The large vegetable garden demonstrates the rural mantra (one that is, thankfully, becoming an urban one too):  re-purpose.  Old and sturdy wire fencing has been used to support the peas while grass clippings and straw are recycled to mulch the ground around the lettuces and beans.

Looking past the bed with asparagus and raspberries, as well as graceful fruit trees, you are summoned by a long bed of lupins along the fence-line, just past their prime.

And of course, a country property needs a stream.

After experiencing the peace and tranquility of this picturesque property, we hit the road again and made our way to Almonte.  The garden of sisters Gudrun Boyce and Carol Neumann will stick in my memory for three reasons:

Pristinely maintained flower beds, orderly and weed-free pathways, and seating areas that beckon  —

— a wonderful series of  wired tunnels that allow the cats to enjoy the outdoors but keeps them (and the birds) safe —

— and the work in progress:  an expansive rockery down the hill from the house with views across the Mississippi River.  Pocket plants, peonies, sedum, dianthus, daylily, flowering shrubs and happily flowering catmint — a display that is in its infancy now but in a few years will be overflowing with colour.

Our last stop was the garden of Gillian and Roger Danby, a late and frenzied drive back up to Arnprior after we were told it was nothing short of spectacular.  And we were certainly glad we came.  The entrance to the garden offered up these miniature displays in hypertufa troughs, made by Gillian herself.

It is immediately evident that this is a thoughtfully and artistically designed garden by someone who knows and loves plants.

Plants have been chosen and grown according to their requirements, and are given the space and the neighbours to best accommodate their needs and features.

An arbour is placed in the centre of an island bed, acting as a frame rather than an entrance.  It embraces an ornamental grass and a languid sculpture of a nude woman.  A large-flowered clematis (probably Clematis jackmanii) hugs one side of the structure.

At the rear of the property is what I considered the piece-de-resistance of this garden.  All white, silver and green; an understated and elegant display, loosely arranged and bounded with peastone rather than grass, accentuating the lightness of the plants.  And in the centre, a raised urn planted with a mix of succulents and annuals.

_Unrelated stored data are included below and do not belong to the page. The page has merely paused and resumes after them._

//! General-purpose still image backend built on the `image` crate.
//!
//! First backend of every image chain. The format is sniffed from the file
//! content, falling back to the extension, so TIFF-structured RAW files
//! (DNG) and misnamed files still decode. Formats the crate has no decoder
//! for (HEIC, most camera RAW files) are reported as unavailable so the
//! dispatcher moves on to the dedicated backend.

use super::{Backend, BackendId, write_image};
use crate::error::BackendError;
use crate::policy::TargetFormat;

use image::{DynamicImage, ImageError, ImageReader};
use std::path::Path;

#[derive(Debug, Clone, Copy, Default)]
pub struct StillImageBackend;

impl Backend for StillImageBackend {
    fn id(&self) -> BackendId {
        BackendId::StillImage
    }

    fn convert(&self, source: &Path, target: &Path, format: TargetFormat) -> Result<(), BackendError> {
        log::debug!("image: decoding {}", source.display());
        let image = decode(source)?;
        log::debug!(
            "image: decoded {}x{} {:?}, writing {}",
            image.width(),
            image.height(),
            image.color(),
            target.display()
        );
        write_image(&image, target, format)
    }
}

fn decode(source: &Path) -> Result<DynamicImage, BackendError> {
    let reader = ImageReader::open(source)
        .and_then(ImageReader::with_guessed_format)
        .map_err(BackendError::decode)?;
    log::debug!("image: detected format {:?}", reader.format());
    reader.decode().map_err(classify_open_error)
}

fn classify_open_error(err: ImageError) -> BackendError {
    match err {
        ImageError::Unsupported(e) => BackendError::unavailable(e.to_string()),
        other => BackendError::decode(other),
    }
}

#[cfg(test)]
mod tests {
    use super::*;
    use image::{Rgb, RgbImage, Rgba, RgbaImage};
    use tempfile::tempdir;

    #[test]
    fn png_with_alpha_becomes_rgb_jpeg() {
        let dir = tempdir().unwrap();
        let source = dir.path().join("logo.png");
        let target = dir.path().join("logo.jpg");
        RgbaImage::from_pixel(8, 6, Rgba([255, 0, 0, 0])).save(&source).unwrap();

        StillImageBackend.convert(&source, &target, TargetFormat::Jpeg).unwrap();

        let decoded = image::open(&target).unwrap();
        assert_eq!(decoded.color(), image::ColorType::Rgb8);
        assert_eq!((decoded.width(), decoded.height()), (8, 6));
    }

    #[test]
    fn jpeg_becomes_png() {
        let dir = tempdir().unwrap();
        let source = dir.path().join("photo.jpg");
        let target = dir.path().join("photo.png");
        RgbImage::from_pixel(5, 5, Rgb([0, 128, 255])).save(&source).unwrap();

        StillImageBackend.convert(&source, &target, TargetFormat::Png).unwrap();

        let format = image::ImageFormat::from_path(&target).unwrap();
        assert_eq!(format, image::ImageFormat::Png);
        assert!(image::open(&target).is_ok());
    }

    #[test]
    fn tiff_bodied_dng_decodes_from_content() {
        let dir = tempdir().unwrap();
        let source = dir.path().join("shot.dng");
        let target = dir.path().join("shot.jpg");
        RgbImage::from_pixel(6, 4, Rgb([90, 60, 30]))
            .save_with_format(&source, image::ImageFormat::Tiff)
            .unwrap();

        StillImageBackend.convert(&source, &target, TargetFormat::Jpeg).unwrap();

        let decoded = image::open(&target).unwrap();
        assert_eq!((decoded.width(), decoded.height()), (6, 4));
    }

    #[test]
    fn misnamed_png_still_decodes() {
        let dir = tempdir().unwrap();
        let source = dir.path().join("actually_png.jpg");
        let target = dir.path().join("actually_png.png");
        RgbaImage::from_pixel(3, 3, Rgba([1, 2, 3, 4]))
            .save_with_format(&source, image::ImageFormat::Png)
            .unwrap();

        StillImageBackend.convert(&source, &target, TargetFormat::Png).unwrap();

        assert_eq!(image::open(&target).unwrap().color(), image::ColorType::Rgba8);
    }

    #[test]
    fn heic_is_not_decodable_here() {
        let dir = tempdir().unwrap();
        let source = dir.path().join("phone.heic");
        std::fs::write(&source, b"not really heic").unwrap();

        let err = StillImageBackend
            .convert(&source, &dir.path().join("phone.jpg"), TargetFormat::Jpeg)
            .unwrap_err();
        assert_eq!(err.kind(), "BackendUnavailable");
    }

    #[test]
    fn corrupt_png_is_a_decode_failure() {
        let dir = tempdir().unwrap();
        let source = dir.path().join("broken.png");
        std::fs::write(&source, b"\x89PNG\r\n\x1a\ngarbage").unwrap();

        let err = StillImageBackend
            .convert(&source, &dir.path().join("broken.jpg"), TargetFormat::Jpeg)
            .unwrap_err();
        assert_eq!(err.kind(), "DecodeFailed");
    }
}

Everywhere you turned there was a beautifully arranged display with impeccably grown plants, like these herbs —

— and these tomatoes —

— and these lettuces in the tub and lucky squash (growing on the compost heap!) —

And if the river view isn’t enough to make you want to bring your suitcase and move in, this is — the view you leave with at the end of your visit:

Thank you Ottawa Botanical Garden Society for organizing this tour of these varied, enjoyable and inspirational gardens.  And thank you gardeners who opened your spaces for this worthwhile cause.  It was a great show.